● **Input data**
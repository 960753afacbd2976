//! Apps persistence: projections of [`AppEvent`] and the naming consistency checks.

use async_trait::async_trait;
use chrono::{DateTime, Utc};
use sqlx::types::Json;
use sqlx::{FromRow, QueryBuilder, Sqlite, SqliteConnection, SqlitePool};
use url::Url;

use relay::EventBuffer;

use crate::common::{Action, AppId, TargetId, UserId};
use crate::domains::deployment::errors::StoreError;
use crate::domains::deployment::events::AppEvent;
use crate::domains::deployment::models::{
    App, AppName, EnvVars, Environment, EnvironmentConfig, EnvironmentConfigRequirement,
    VersionControl,
};
use crate::kernel::writer::{AggregateWriter, Projection};

#[derive(Clone)]
pub struct AppsStore {
    pool: SqlitePool,
    writer: AggregateWriter,
}

impl AppsStore {
    pub fn new(writer: AggregateWriter) -> Self {
        Self {
            pool: writer.pool().clone(),
            writer,
        }
    }

    /// Persist and dispatch the pending events of `app`.
    pub async fn write(&self, app: &mut App) -> Result<(), StoreError> {
        self.writer.write::<App>(&mut [app]).await
    }

    /// Persist the pending events of several apps in a single transaction.
    pub async fn write_all(&self, apps: &mut [&mut App]) -> Result<(), StoreError> {
        self.writer.write(apps).await
    }

    pub async fn get_by_id(&self, id: AppId) -> Result<App, StoreError> {
        let row = sqlx::query_as::<_, AppRow>("SELECT * FROM apps WHERE id = ?")
            .bind(id)
            .fetch_optional(&self.pool)
            .await?
            .ok_or(StoreError::NotFound { entity: "app" })?;

        row.try_into()
    }

    /// Whether any app, in either environment, is bound to `target`.
    pub async fn has_apps_on_target(&self, target: TargetId) -> Result<bool, StoreError> {
        let found = sqlx::query_scalar::<_, bool>(
            "SELECT EXISTS(SELECT 1 FROM apps WHERE production_target = ?1 OR staging_target = ?1)",
        )
        .bind(target)
        .fetch_one(&self.pool)
        .await?;

        Ok(found)
    }

    /// Requirements for a new app named `name`.
    ///
    /// Both slots are resolved in a single query. A name is available on a
    /// target when no app with that name is bound to it, whatever the slot.
    pub async fn check_app_naming_availability(
        &self,
        name: &AppName,
        production: EnvironmentConfig,
        staging: EnvironmentConfig,
    ) -> Result<(EnvironmentConfigRequirement, EnvironmentConfigRequirement), StoreError> {
        let row = sqlx::query_as::<_, AvailabilityRow>(
            r#"
            SELECT
                EXISTS(SELECT 1 FROM targets WHERE id = ?2 AND cleanup_requested_at IS NULL) AS production_target_exists,
                NOT EXISTS(SELECT 1 FROM apps WHERE name = ?1 AND (production_target = ?2 OR staging_target = ?2)) AS production_available,
                EXISTS(SELECT 1 FROM targets WHERE id = ?3 AND cleanup_requested_at IS NULL) AS staging_target_exists,
                NOT EXISTS(SELECT 1 FROM apps WHERE name = ?1 AND (production_target = ?3 OR staging_target = ?3)) AS staging_available
            "#,
        )
        .bind(name.as_str())
        .bind(production.target())
        .bind(staging.target())
        .fetch_one(&self.pool)
        .await?;

        Ok(row.into_requirements(Some(production), Some(staging)))
    }

    /// Requirements for changing the environments of an existing app.
    ///
    /// A slot given as `None` is not changing and comes back as the empty
    /// requirement. The app's own row never makes its name unavailable.
    pub async fn check_app_naming_availability_by_id(
        &self,
        id: AppId,
        production: Option<EnvironmentConfig>,
        staging: Option<EnvironmentConfig>,
    ) -> Result<(EnvironmentConfigRequirement, EnvironmentConfigRequirement), StoreError> {
        if production.is_none() && staging.is_none() {
            return Ok(Default::default());
        }

        let mut query = QueryBuilder::<Sqlite>::new("SELECT ");
        push_slot_checks(&mut query, Environment::Production, production.as_ref());
        query.push(", ");
        push_slot_checks(&mut query, Environment::Staging, staging.as_ref());
        query.push(" FROM apps src WHERE src.id = ");
        query.push_bind(id);

        let row = query
            .build_query_as::<AvailabilityRow>()
            .fetch_optional(&self.pool)
            .await?
            .ok_or(StoreError::NotFound { entity: "app" })?;

        Ok(row.into_requirements(production, staging))
    }
}

/// Append the two availability columns of one slot, or constant placeholders
/// when the slot is not checked.
fn push_slot_checks(
    query: &mut QueryBuilder<'_, Sqlite>,
    environment: Environment,
    config: Option<&EnvironmentConfig>,
) {
    let prefix = environment.column_prefix();

    let Some(config) = config else {
        query.push(format!(
            "0 AS {prefix}_target_exists, 0 AS {prefix}_available"
        ));
        return;
    };

    query
        .push("EXISTS(SELECT 1 FROM targets WHERE id = ")
        .push_bind(config.target())
        .push(format!(
            " AND cleanup_requested_at IS NULL) AS {prefix}_target_exists, "
        ))
        .push("NOT EXISTS(SELECT 1 FROM apps other WHERE other.id != src.id AND other.name = src.name AND (other.production_target = ")
        .push_bind(config.target())
        .push(" OR other.staging_target = ")
        .push_bind(config.target())
        .push(format!(")) AS {prefix}_available"));
}

#[derive(FromRow)]
struct AvailabilityRow {
    production_target_exists: bool,
    production_available: bool,
    staging_target_exists: bool,
    staging_available: bool,
}

impl AvailabilityRow {
    fn into_requirements(
        self,
        production: Option<EnvironmentConfig>,
        staging: Option<EnvironmentConfig>,
    ) -> (EnvironmentConfigRequirement, EnvironmentConfigRequirement) {
        let production = production
            .map(|config| {
                EnvironmentConfigRequirement::new(
                    config,
                    self.production_target_exists,
                    self.production_available,
                )
            })
            .unwrap_or_default();
        let staging = staging
            .map(|config| {
                EnvironmentConfigRequirement::new(
                    config,
                    self.staging_target_exists,
                    self.staging_available,
                )
            })
            .unwrap_or_default();

        (production, staging)
    }
}

#[derive(FromRow)]
struct AppRow {
    id: AppId,
    name: String,
    production_target: TargetId,
    production_version: DateTime<Utc>,
    production_vars: Option<Json<EnvVars>>,
    staging_target: TargetId,
    staging_version: DateTime<Utc>,
    staging_vars: Option<Json<EnvVars>>,
    version_control_url: Option<String>,
    version_control_token: Option<String>,
    cleanup_requested_at: Option<DateTime<Utc>>,
    cleanup_requested_by: Option<UserId>,
    created_at: DateTime<Utc>,
    created_by: UserId,
}

impl TryFrom<AppRow> for App {
    type Error = StoreError;

    fn try_from(row: AppRow) -> Result<Self, Self::Error> {
        let name = AppName::parse(row.name).map_err(decode_error)?;

        let version_control = row
            .version_control_url
            .map(|url| -> Result<VersionControl, StoreError> {
                let url = Url::parse(&url).map_err(decode_error)?;
                let config = VersionControl::new(url);
                Ok(match row.version_control_token {
                    Some(token) => config.with_token(token),
                    None => config,
                })
            })
            .transpose()?;

        let cleanup_requested = match (row.cleanup_requested_at, row.cleanup_requested_by) {
            (Some(at), Some(by)) => Some(Action::from_parts(at, by)),
            _ => None,
        };

        Ok(App {
            id: row.id,
            name,
            production: EnvironmentConfig::from_parts(
                row.production_target,
                row.production_version,
                row.production_vars.map(|vars| vars.0),
            ),
            staging: EnvironmentConfig::from_parts(
                row.staging_target,
                row.staging_version,
                row.staging_vars.map(|vars| vars.0),
            ),
            version_control,
            cleanup_requested,
            created: Action::from_parts(row.created_at, row.created_by),
            events: EventBuffer::new(),
        })
    }
}

fn decode_error<E>(e: E) -> StoreError
where
    E: std::error::Error + Send + Sync + 'static,
{
    StoreError::Database(sqlx::Error::Decode(Box::new(e)))
}

// =============================================================================
// Projection
// =============================================================================

#[async_trait]
impl Projection for AppEvent {
    async fn project(&self, conn: &mut SqliteConnection) -> Result<(), sqlx::Error> {
        match self {
            AppEvent::Created(e) => {
                sqlx::query(
                    r#"
                    INSERT INTO apps (
                        id, name,
                        production_target, production_version, production_vars,
                        staging_target, staging_version, staging_vars,
                        version_control_url, version_control_token,
                        cleanup_requested_at, cleanup_requested_by,
                        created_at, created_by
                    )
                    VALUES (?, ?, ?, ?, ?, ?, ?, ?, NULL, NULL, NULL, NULL, ?, ?)
                    "#,
                )
                .bind(e.id)
                .bind(e.name.as_str())
                .bind(e.production.target())
                .bind(e.production.version())
                .bind(e.production.vars().map(Json))
                .bind(e.staging.target())
                .bind(e.staging.version())
                .bind(e.staging.vars().map(Json))
                .bind(e.created.at)
                .bind(e.created.by)
                .execute(conn)
                .await?;
            }
            AppEvent::EnvChanged(e) => {
                let sql = env_update_sql(e.environment);
                sqlx::query(&sql)
                    .bind(e.config.target())
                    .bind(e.config.version())
                    .bind(e.config.vars().map(Json))
                    .bind(e.id)
                    .execute(conn)
                    .await?;
            }
            AppEvent::VersionControlConfigured(e) => {
                sqlx::query(
                    "UPDATE apps SET version_control_url = ?, version_control_token = ? WHERE id = ?",
                )
                .bind(e.config.url().as_str())
                .bind(e.config.token())
                .bind(e.id)
                .execute(conn)
                .await?;
            }
            AppEvent::VersionControlRemoved(e) => {
                sqlx::query(
                    "UPDATE apps SET version_control_url = NULL, version_control_token = NULL WHERE id = ?",
                )
                .bind(e.id)
                .execute(conn)
                .await?;
            }
            AppEvent::CleanupRequested(e) => {
                sqlx::query(
                    "UPDATE apps SET cleanup_requested_at = ?, cleanup_requested_by = ? WHERE id = ?",
                )
                .bind(e.requested.at)
                .bind(e.requested.by)
                .bind(e.id)
                .execute(conn)
                .await?;
            }
            AppEvent::Deleted(e) => {
                sqlx::query("DELETE FROM apps WHERE id = ?")
                    .bind(e.id)
                    .execute(conn)
                    .await?;
            }
            // Unreachable while every variant has an arm above. A variant
            // added without its projection writes nothing instead of failing
            // the transaction.
            #[allow(unreachable_patterns)]
            _ => {}
        }

        Ok(())
    }
}

/// The update touching exactly one environment's columns.
fn env_update_sql(environment: Environment) -> String {
    format!(
        "UPDATE apps SET {p}_target = ?, {p}_version = ?, {p}_vars = ? WHERE id = ?",
        p = environment.column_prefix()
    )
}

● **Work order**
Gather every line from the entries above where the word "QueryBuilder" appears, and copy them.

● **Result of this exercise**
use sqlx::{FromRow, QueryBuilder, Sqlite, SqliteConnection, SqlitePool};
        let mut query = QueryBuilder::<Sqlite>::new("SELECT ");
    query: &mut QueryBuilder<'_, Sqlite>,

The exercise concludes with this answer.